The long slow death of the copy desk

My first journalism job was on a copy desk. I still think it’s great training for anything else you could do in journalism and other careers. Some megablogs (Bleacher Report) have actually recognized the value of having experienced editors around. Some have not.

Sure, I would’ve reorganized things a bit. It was a shock for me to go from my student paper, where the first copy editor went over the story with the reporter, to an isolated desk where we had little interaction with the people who wrote what we were editing. (And this was in the days before cell phones, so we couldn’t always reach reporters with questions.)

But we were the last line of defense against serious errors. That was a big responsibility.

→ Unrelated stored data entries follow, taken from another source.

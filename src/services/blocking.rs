//! Blocking services that finish after a fixed delay.

use std::sync::Arc;
use std::time::Duration;

use async_trait::async_trait;
use tokio::time;

use crate::error::ServiceError;
use crate::service::{BlockingService, StopSignal};
use crate::services::critical_error;

/// Returns `Ok(())` after `delay`, or [`ServiceError::Canceled`] if stopped first.
pub struct BlockingDelayedStop {
    delay: Duration,
    signal: StopSignal,
}

impl BlockingDelayedStop {
    /// Creates the service.
    pub fn new(delay: Duration) -> Self {
        Self {
            delay,
            signal: StopSignal::new(),
        }
    }

    /// Shared handle, ready to hand to a composite.
    pub fn arc(delay: Duration) -> Arc<Self> {
        Arc::new(Self::new(delay))
    }
}

#[async_trait]
impl BlockingService for BlockingDelayedStop {
    fn name(&self) -> &str {
        "blocking-delayed-stop"
    }

    async fn start(&self) -> Result<(), ServiceError> {
        tokio::select! {
            biased;
            _ = self.signal.cancelled() => Err(ServiceError::Canceled),
            _ = time::sleep(self.delay) => Ok(()),
        }
    }

    async fn stop(&self) -> Result<(), ServiceError> {
        if self.signal.fire() {
            Ok(())
        } else {
            Err(ServiceError::AlreadyStopped)
        }
    }
}

/// Returns [`critical_error`] after `delay`, or [`ServiceError::Canceled`] if stopped first.
pub struct BlockingDelayedError {
    delay: Duration,
    signal: StopSignal,
}

impl BlockingDelayedError {
    /// Creates the service.
    pub fn new(delay: Duration) -> Self {
        Self {
            delay,
            signal: StopSignal::new(),
        }
    }

    /// Shared handle, ready to hand to a composite.
    pub fn arc(delay: Duration) -> Arc<Self> {
        Arc::new(Self::new(delay))
    }
}

#[async_trait]
impl BlockingService for BlockingDelayedError {
    fn name(&self) -> &str {
        "blocking-delayed-error"
    }

    async fn start(&self) -> Result<(), ServiceError> {
        tokio::select! {
            biased;
            _ = self.signal.cancelled() => Err(ServiceError::Canceled),
            _ = time::sleep(self.delay) => Err(critical_error()),
        }
    }

    async fn stop(&self) -> Result<(), ServiceError> {
        if self.signal.fire() {
            Ok(())
        } else {
            Err(ServiceError::AlreadyStopped)
        }
    }
}

#[cfg(test)]
mod tests {
    use super::*;

    #[tokio::test(start_paused = true)]
    async fn test_delayed_stop_runs_to_completion() {
        let svc = BlockingDelayedStop::new(Duration::from_secs(1));
        assert_eq!(svc.start().await, Ok(()));
    }

    #[tokio::test(start_paused = true)]
    async fn test_stop_unblocks_start() {
        let svc = BlockingDelayedStop::arc(Duration::from_secs(60));
        let run = {
            let svc = svc.clone();
            tokio::spawn(async move { svc.start().await })
        };
        time::sleep(Duration::from_millis(1)).await;

        assert_eq!(svc.stop().await, Ok(()));
        assert_eq!(run.await.expect("join"), Err(ServiceError::Canceled));
        assert_eq!(svc.stop().await, Err(ServiceError::AlreadyStopped));
    }

    #[tokio::test(start_paused = true)]
    async fn test_delayed_error_returns_critical() {
        let svc = BlockingDelayedError::new(Duration::from_secs(1));
        assert_eq!(svc.start().await, Err(critical_error()));
    }
}
//! Services that end themselves after a fixed delay.

use std::sync::Arc;
use std::time::Duration;

use async_trait::async_trait;
use tokio::time;

use crate::config::Config;
use crate::error::ServiceError;
use crate::service::{BaseService, ErrorReceiver, Service, StopSignal};
use crate::services::critical_error;

/// Stops itself cleanly once `delay` has elapsed.
pub struct DelayedStop {
    base: Arc<BaseService>,
    timer: Arc<StopSignal>,
    delay: Duration,
}

impl DelayedStop {
    /// Creates the service with the default configuration.
    pub fn new(delay: Duration) -> Self {
        Self::with_config(&Config::default(), delay)
    }

    /// Creates the service.
    pub fn with_config(cfg: &Config, delay: Duration) -> Self {
        Self {
            base: Arc::new(BaseService::new(cfg)),
            timer: Arc::new(StopSignal::new()),
            delay,
        }
    }

    /// Shared handle, ready to hand to a composite.
    pub fn arc(delay: Duration) -> Arc<Self> {
        Arc::new(Self::new(delay))
    }
}

#[async_trait]
impl Service for DelayedStop {
    fn name(&self) -> &str {
        "delayed-stop"
    }

    async fn start(&self) -> Result<ErrorReceiver, ServiceError> {
        let rx = self.base.start().await?;
        let base = Arc::clone(&self.base);
        let timer = Arc::clone(&self.timer);
        let delay = self.delay;
        tokio::spawn(async move {
            tokio::select! {
                _ = time::sleep(delay) => {
                    let _ = base.stop().await;
                }
                _ = timer.cancelled() => {}
            }
        });
        Ok(rx)
    }

    async fn stop(&self) -> Result<(), ServiceError> {
        self.timer.fire();
        self.base.stop().await
    }
}

/// Reports [`critical_error`] once `delay` has elapsed, then stops itself.
pub struct DelayedError {
    base: Arc<BaseService>,
    timer: Arc<StopSignal>,
    delay: Duration,
}

impl DelayedError {
    /// Creates the service with the default configuration.
    pub fn new(delay: Duration) -> Self {
        Self::with_config(&Config::default(), delay)
    }

    /// Creates the service.
    pub fn with_config(cfg: &Config, delay: Duration) -> Self {
        Self {
            base: Arc::new(BaseService::new(cfg)),
            timer: Arc::new(StopSignal::new()),
            delay,
        }
    }

    /// Shared handle, ready to hand to a composite.
    pub fn arc(delay: Duration) -> Arc<Self> {
        Arc::new(Self::new(delay))
    }
}

#[async_trait]
impl Service for DelayedError {
    fn name(&self) -> &str {
        "delayed-error"
    }

    async fn start(&self) -> Result<ErrorReceiver, ServiceError> {
        let rx = self.base.start().await?;
        let base = Arc::clone(&self.base);
        let timer = Arc::clone(&self.timer);
        let delay = self.delay;
        tokio::spawn(async move {
            tokio::select! {
                _ = time::sleep(delay) => {
                    base.report(critical_error()).await;
                    let _ = base.stop().await;
                }
                _ = timer.cancelled() => {}
            }
        });
        Ok(rx)
    }

    async fn stop(&self) -> Result<(), ServiceError> {
        self.timer.fire();
        self.base.stop().await
    }
}

#[cfg(test)]
mod tests {
    use super::*;

    #[tokio::test(start_paused = true)]
    async fn test_delayed_stop_closes_without_error() {
        let svc = DelayedStop::new(Duration::from_secs(1));
        let mut rx = svc.start().await.expect("start");

        assert!(rx.recv().await.is_none());
        assert_eq!(svc.stop().await, Err(ServiceError::AlreadyStopped));
    }

    #[tokio::test(start_paused = true)]
    async fn test_delayed_error_reports_then_closes() {
        let svc = DelayedError::new(Duration::from_secs(1));
        let mut rx = svc.start().await.expect("start");

        assert_eq!(rx.recv().await, Some(critical_error()));
        assert!(rx.recv().await.is_none());
    }

    #[tokio::test(start_paused = true)]
    async fn test_early_stop_suppresses_delayed_error() {
        let svc = DelayedError::new(Duration::from_secs(1));
        let mut rx = svc.start().await.expect("start");

        assert_eq!(svc.stop().await, Ok(()));
        assert!(rx.recv().await.is_none());
        assert_eq!(svc.stop().await, Err(ServiceError::AlreadyStopped));
    }
}
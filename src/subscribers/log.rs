//! # LogWriter: simple event printer
//!
//! A minimal subscriber that prints incoming [`Event`]s to stdout.
//! Use it for test or demo.
//!
//! ## Example output
//! ```text
//! [starting] service="fan-out" index=Some(0)
//! [forwarded] service="fan-out" err="service 1 error: fatal error: critical"
//! [stop-failed] service="round" err="service was never started"
//! [stop-timeout] service="fan-out" timeout_ms=5000 pending="{2}"
//! [round-completed] service="round" round=3
//! [stopped] service="round" index=None
//! ```

use async_trait::async_trait;

use crate::events::{Event, EventKind};
use crate::subscribers::Subscribe;

/// Event writer subscriber.
#[derive(Default)]
pub struct LogWriter;

impl LogWriter {
    /// Construct a new [`LogWriter`].
    #[must_use]
    pub fn new() -> Self {
        Self
    }
}

#[async_trait]
impl Subscribe for LogWriter {
    async fn on_event(&self, e: &Event) {
        println!("{}", render(e));
    }

    fn name(&self) -> &'static str {
        "LogWriter"
    }
}

fn render(e: &Event) -> String {
    let service = e.service.as_deref().unwrap_or("unknown");
    let err = e.error.as_deref().unwrap_or("unknown");
    match e.kind {
        EventKind::ServiceStarting => format!("[starting] service={service:?} index={:?}", e.index),
        EventKind::ServiceStarted => format!("[started] service={service:?} index={:?}", e.index),
        EventKind::StartFailed => {
            format!("[start-failed] service={service:?} index={:?} err={err:?}", e.index)
        }
        EventKind::ServiceStopping => format!("[stopping] service={service:?}"),
        EventKind::ServiceStopped => format!("[stopped] service={service:?} index={:?}", e.index),
        EventKind::StopFailed => {
            format!("[stop-failed] service={service:?} index={:?} err={err:?}", e.index)
        }
        EventKind::StopTimedOut => format!(
            "[stop-timeout] service={service:?} timeout_ms={} pending={err:?}",
            e.timeout_ms.unwrap_or_default()
        ),
        EventKind::ErrorForwarded => format!("[forwarded] service={service:?} err={err:?}"),
        EventKind::RoundStarted => {
            format!("[round-started] service={service:?} round={}", e.round.unwrap_or_default())
        }
        EventKind::RoundCompleted => {
            format!("[round-completed] service={service:?} round={}", e.round.unwrap_or_default())
        }
        EventKind::Tick => format!(
            "[tick] service={service:?} index={} run_count={}",
            e.index.unwrap_or_default(),
            e.round.unwrap_or_default()
        ),
        EventKind::SubscriberOverflow => {
            format!("[subscriber-overflow] subscriber={service:?} reason={err:?}")
        }
        EventKind::SubscriberPanicked => {
            format!("[subscriber-panicked] subscriber={service} info={err}")
        }
    }
}

#[cfg(test)]
mod tests {
    use super::*;
    use std::time::Duration;

    #[test]
    fn test_render_stop_timeout() {
        let ev = Event::new(EventKind::StopTimedOut)
            .with_service("fan-out")
            .with_timeout(Duration::from_millis(250))
            .with_error("[2]");
        assert_eq!(
            render(&ev),
            "[stop-timeout] service=\"fan-out\" timeout_ms=250 pending=\"[2]\""
        );
    }

    #[test]
    fn test_render_round_completed() {
        let ev = Event::new(EventKind::RoundCompleted)
            .with_service("round")
            .with_round(3);
        assert_eq!(render(&ev), "[round-completed] service=\"round\" round=3");
    }
}
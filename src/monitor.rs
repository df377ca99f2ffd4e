//! # Monitor: wires a [`Bus`] to a set of subscribers.
//!
//! Composites and leaf services only publish. A [`Monitor`] owns the listening
//! side: it subscribes to the bus and fans each event out through a
//! [`SubscriberSet`] (fire-and-forget).
//!
//! ```text
//! FanOut / Round / leaf ── publish ──► Bus ──► listener ──► SubscriberSet::emit
//! ```
//!
//! ## Example
//! ```rust
//! use std::sync::Arc;
//! use roundvisor::{Config, Monitor, Subscribe};
//!
//! # #[tokio::main(flavor = "current_thread")]
//! # async fn main() {
//! let subs: Vec<Arc<dyn Subscribe>> = Vec::new();
//! let monitor = Monitor::builder(Config::default()).with_subscribers(subs).build();
//! let bus = monitor.bus();
//! // hand `bus` to composites via `with_bus(...)`
//! # drop(bus);
//! monitor.shutdown().await;
//! # }
//! ```

use std::sync::Arc;

use tokio::sync::broadcast::error::RecvError;
use tokio::task::JoinHandle;
use tokio_util::sync::CancellationToken;

use crate::config::Config;
use crate::events::Bus;
use crate::subscribers::{Subscribe, SubscriberSet};

/// Builder for constructing a [`Monitor`].
pub struct MonitorBuilder {
    cfg: Config,
    subscribers: Vec<Arc<dyn Subscribe>>,
}

impl MonitorBuilder {
    /// Sets event subscribers.
    pub fn with_subscribers(mut self, subscribers: Vec<Arc<dyn Subscribe>>) -> Self {
        self.subscribers = subscribers;
        self
    }

    /// Builds the monitor and spawns its listener. Must be called inside a tokio runtime.
    pub fn build(self) -> Monitor {
        let bus = Bus::new(self.cfg.bus_capacity_clamped());
        let subs = SubscriberSet::new(self.subscribers, bus.clone());
        let token = CancellationToken::new();

        let mut rx = bus.subscribe();
        let stop = token.clone();
        let listener = tokio::spawn(async move {
            loop {
                tokio::select! {
                    biased;
                    msg = rx.recv() => match msg {
                        Ok(ev) => subs.emit(ev),
                        Err(RecvError::Lagged(_)) => continue,
                        Err(RecvError::Closed) => break,
                    },
                    _ = stop.cancelled() => break,
                }
            }
            subs.shutdown().await;
        });

        Monitor {
            bus,
            token,
            listener,
        }
    }
}

/// Owns the event bus and the subscriber workers attached to it.
pub struct Monitor {
    bus: Bus,
    token: CancellationToken,
    listener: JoinHandle<()>,
}

impl Monitor {
    /// Starts building a monitor with the given configuration.
    pub fn builder(cfg: Config) -> MonitorBuilder {
        MonitorBuilder {
            cfg,
            subscribers: Vec::new(),
        }
    }

    /// Returns a handle to the bus publishers should use.
    pub fn bus(&self) -> Bus {
        self.bus.clone()
    }

    /// Stops listening and waits for subscriber workers to drain their queues.
    ///
    /// Events already received by the listener are delivered; events still in the
    /// broadcast ring are not.
    pub async fn shutdown(self) {
        self.token.cancel();
        let _ = self.listener.await;
    }
}
//! # Base reference service.
//!
//! [`BaseService`] owns one error channel and the one-shot stop discipline that
//! leaf services reuse: `start` hands out the receiver, `stop` drops the owned
//! sender and later calls report [`ServiceError::AlreadyStopped`].
//!
//! Reports never race the close: [`BaseService::report`] sends through a clone
//! of the sender, and the channel only closes once the last clone is dropped.

use async_trait::async_trait;
use tokio::sync::{Mutex, mpsc};

use crate::config::Config;
use crate::error::ServiceError;
use crate::service::{ErrorReceiver, ErrorSender, Service};

/// Minimal service: idles until stopped, reports errors on request.
pub struct BaseService {
    tx: Mutex<Option<ErrorSender>>,
    rx: Mutex<Option<ErrorReceiver>>,
}

impl BaseService {
    /// Creates the service and its error channel.
    pub fn new(cfg: &Config) -> Self {
        let (tx, rx) = mpsc::channel(cfg.error_buffer_clamped());
        Self {
            tx: Mutex::new(Some(tx)),
            rx: Mutex::new(Some(rx)),
        }
    }

    /// Hands out the error channel.
    ///
    /// Returns `AlreadyStopped` after [`stop`](Self::stop), `AlreadyStarted` on a second call.
    pub async fn start(&self) -> Result<ErrorReceiver, ServiceError> {
        if self.is_stopped().await {
            return Err(ServiceError::AlreadyStopped);
        }
        self.rx.lock().await.take().ok_or(ServiceError::AlreadyStarted)
    }

    /// Closes the error channel. The second call returns `AlreadyStopped`.
    pub async fn stop(&self) -> Result<(), ServiceError> {
        match self.tx.lock().await.take() {
            Some(tx) => {
                drop(tx);
                Ok(())
            }
            None => Err(ServiceError::AlreadyStopped),
        }
    }

    /// Delivers a failure to the owner of the error channel.
    ///
    /// Returns `false` if the service already stopped or nobody holds the receiver.
    pub async fn report(&self, err: ServiceError) -> bool {
        let tx = self.tx.lock().await.clone();
        match tx {
            Some(tx) => tx.send(err).await.is_ok(),
            None => false,
        }
    }

    /// True once [`stop`](Self::stop) has run.
    pub async fn is_stopped(&self) -> bool {
        self.tx.lock().await.is_none()
    }
}

impl Default for BaseService {
    fn default() -> Self {
        Self::new(&Config::default())
    }
}

#[async_trait]
impl Service for BaseService {
    fn name(&self) -> &str {
        "base"
    }

    async fn start(&self) -> Result<ErrorReceiver, ServiceError> {
        BaseService::start(self).await
    }

    async fn stop(&self) -> Result<(), ServiceError> {
        BaseService::stop(self).await
    }
}
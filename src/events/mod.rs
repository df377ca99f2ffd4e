//! Lifecycle events: types and broadcast bus.
//!
//! This module groups the event **data model** and the **bus** used to
//! publish/subscribe to events emitted by composites and leaf services.
//!
//! ## Contents
//! - [`EventKind`], [`Event`] event classification and payload metadata
//! - [`Bus`] thin wrapper over `tokio::sync::broadcast`
//!
//! ## Quick reference
//! - **Publishers**: `FanOut`, `Round`, `BlockingRound`, leaf services,
//!   `run_until_shutdown`, `SubscriberSet` workers (overflow/panic).
//! - **Consumers**: [`Monitor`](crate::Monitor), which fans out to a `SubscriberSet`.

mod bus;
mod event;

pub use bus::Bus;
pub use event::{Event, EventKind};
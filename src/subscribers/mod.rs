//! # Event subscribers.
//!
//! This module provides the [`Subscribe`] trait, the [`SubscriberSet`] fan-out and
//! built-in implementations for handling events broadcast through the
//! [`Bus`](crate::events::Bus).
//!
//! ## Architecture
//! ```text
//! Event flow:
//!   FanOut / Round / leaf ── publish(Event) ──► Bus ──► Monitor listener
//!                                                           │
//!                                                           ▼
//!                                                     SubscriberSet::emit
//!                                                 ┌─────────┼─────────┐
//!                                                 ▼         ▼         ▼
//!                                             LogWriter  Metrics   Custom
//! ```

#[cfg(feature = "logging")]
mod log;
mod subscriber;
mod subscriber_set;

#[cfg(feature = "logging")]
pub use log::LogWriter;
pub use subscriber::Subscribe;
pub use subscriber_set::SubscriberSet;
pub(crate) use subscriber_set::panic_message;
impl Inner {
    fn event(&self, kind: EventKind) -> Event {
        Event::new(kind).with_service(NAME)
    }

    async fn forward(&self, tx: &ErrorSender, err: ServiceError) {
        self.bus
            .publish(self.event(EventKind::ErrorForwarded).with_service_error(&err));
        tokio::select! {
            biased;
            _ = tx.send(err) => {}
            _ = self.closing.cancelled() => {}
        }
    }

    fn spawn_stop(self: &Arc<Self>) {
        let me = Arc::clone(self);
        tokio::spawn(async move {
            if let Err(err) = me.stop().await {
                if !err.is_already_stopped() {
                    me.bus
                        .publish(me.event(EventKind::StopFailed).with_service_error(&err));
                }
            }
        });
    }

    /// Installs a fresh pair unless the stop signal already fired.
    async fn next_pair(&self) -> Option<(BlockingServiceRef, BlockingServiceRef)> {
        if self.closing.is_fired() {
            return None;
        }
        let (a, b) = (self.factory)();

        let mut pair = self.pair.lock().await;
        if self.closing.is_fired() {
            return None;
        }
        *pair = Some((Arc::clone(&a), Arc::clone(&b)));
        drop(pair);

        let round = self.rounds.fetch_add(1, Ordering::Relaxed) + 1;
        self.bus
            .publish(self.event(EventKind::RoundStarted).with_round(round));
        Some((a, b))
    }

    /// Round manager: owns the composite sender until it exits.
    async fn manage(self: Arc<Self>, tx: ErrorSender) {
        while let Some((a, b)) = self.next_pair().await {
            let mut run_a = self.tasks.spawn({
                let a = Arc::clone(&a);
                async move { a.start().await }
            });
            let mut run_b = self.tasks.spawn({
                let b = Arc::clone(&b);
                async move { b.start().await }
            });

            let (mut done_a, mut done_b) = (false, false);
            let mut failed = false;
            while !(done_a && done_b) {
                let (slot, res) = tokio::select! {
                    biased;
                    _ = self.closing.cancelled() => return,
                    joined = &mut run_a, if !done_a => {
                        done_a = true;
                        (Slot::A, joined.unwrap_or_else(|e| Err(join_failure(a.name(), e))))
                    }
                    joined = &mut run_b, if !done_b => {
                        done_b = true;
                        (Slot::B, joined.unwrap_or_else(|e| Err(join_failure(b.name(), e))))
                    }
                };
                if let Err(err) = res {
                    self.forward(&tx, ServiceError::round(slot, err)).await;
                    if !failed {
                        failed = true;
                        self.spawn_stop();
                    }
                }
            }

            if failed || self.closing.is_fired() {
                return;
            }
            if let Some(hook) = &self.hook {
                hook();
            }
            self.bus.publish(
                self.event(EventKind::RoundCompleted)
                    .with_round(self.rounds.load(Ordering::Relaxed)),
            );
        }
    }

    fn start(self: &Arc<Self>) -> Result<ErrorReceiver, ServiceError> {
        if self.closing.is_fired() {
            return Err(ServiceError::AlreadyStopped);
        }
        if self.started.swap(true, Ordering::AcqRel) {
            return Err(ServiceError::AlreadyStarted);
        }

        let (tx, rx) = mpsc::channel(self.error_buffer);
        self.tasks.spawn(Arc::clone(self).manage(tx));
        self.bus.publish(self.event(EventKind::ServiceStarted));
        Ok(rx)
    }

    async fn stop(self: &Arc<Self>) -> Result<(), ServiceError> {
        if !self.closing.fire() {
            self.stopped.cancelled().await;
            return Err(ServiceError::AlreadyStopped);
        }
        let me = Arc::clone(self);
        run_teardown(NAME, self.stopped.clone(), async move { me.teardown().await }).await
    }

    async fn teardown(&self) -> Result<(), ServiceError> {
        self.bus.publish(self.event(EventKind::ServiceStopping));

        let pair = self.pair.lock().await.take();
        let result = match pair {
            Some((a, b)) => {
                let (ra, rb) = tokio::join!(a.stop(), b.stop());
                for (svc, res) in [(&a, &ra), (&b, &rb)] {
                    if let Err(err) = res {
                        if !err.is_already_stopped() {
                            self.bus.publish(
                                Event::new(EventKind::StopFailed)
                                    .with_service(svc.name())
                                    .with_service_error(err),
                            );
                        }
                    }
                }
                first_real_error([ra, rb])
            }
            None => Ok(()),
        };

        self.tasks.close();
        self.tasks.wait().await;

        self.bus.publish(self.event(EventKind::ServiceStopped));
        result
    }
}

#[async_trait]
impl Service for BlockingRound {
    fn name(&self) -> &str {
        NAME
    }

    async fn start(&self) -> Result<ErrorReceiver, ServiceError> {
        self.inner.start()
    }

    async fn stop(&self) -> Result<(), ServiceError> {
        self.inner.stop().await
    }
}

My fellow News & Record alum Lex Alexander always appreciated the desk folks, and reacts to news of the Bay Area News Group’s massive swipe of the ax with typical righteous indignation.

I would, though, point to one factor — a copy desk spends a lot of its effort making things fit on the printed page. Copy desks usually overlap with page design, which is why an artistically lacking guy like me wound up doing “design” work. We fight to make stories fit to the precise line, and we struggle to make headlines fit. (Damn you, page designers and your one-column, 40-point headlines.)

Trimming the paper and doing more online should free up more resources to edit. Not just trim stories to fit and struggle with headlines.

If that means the line between “assignment editor” and “copy editor” gets blurred, that’s OK. I liked direct interaction with reporters, and I got a little bored arguing arcane points of AP style and comma usage.

But readers are noticing that their newspapers are a lot sloppier than they used to be. And it’s not a good thing.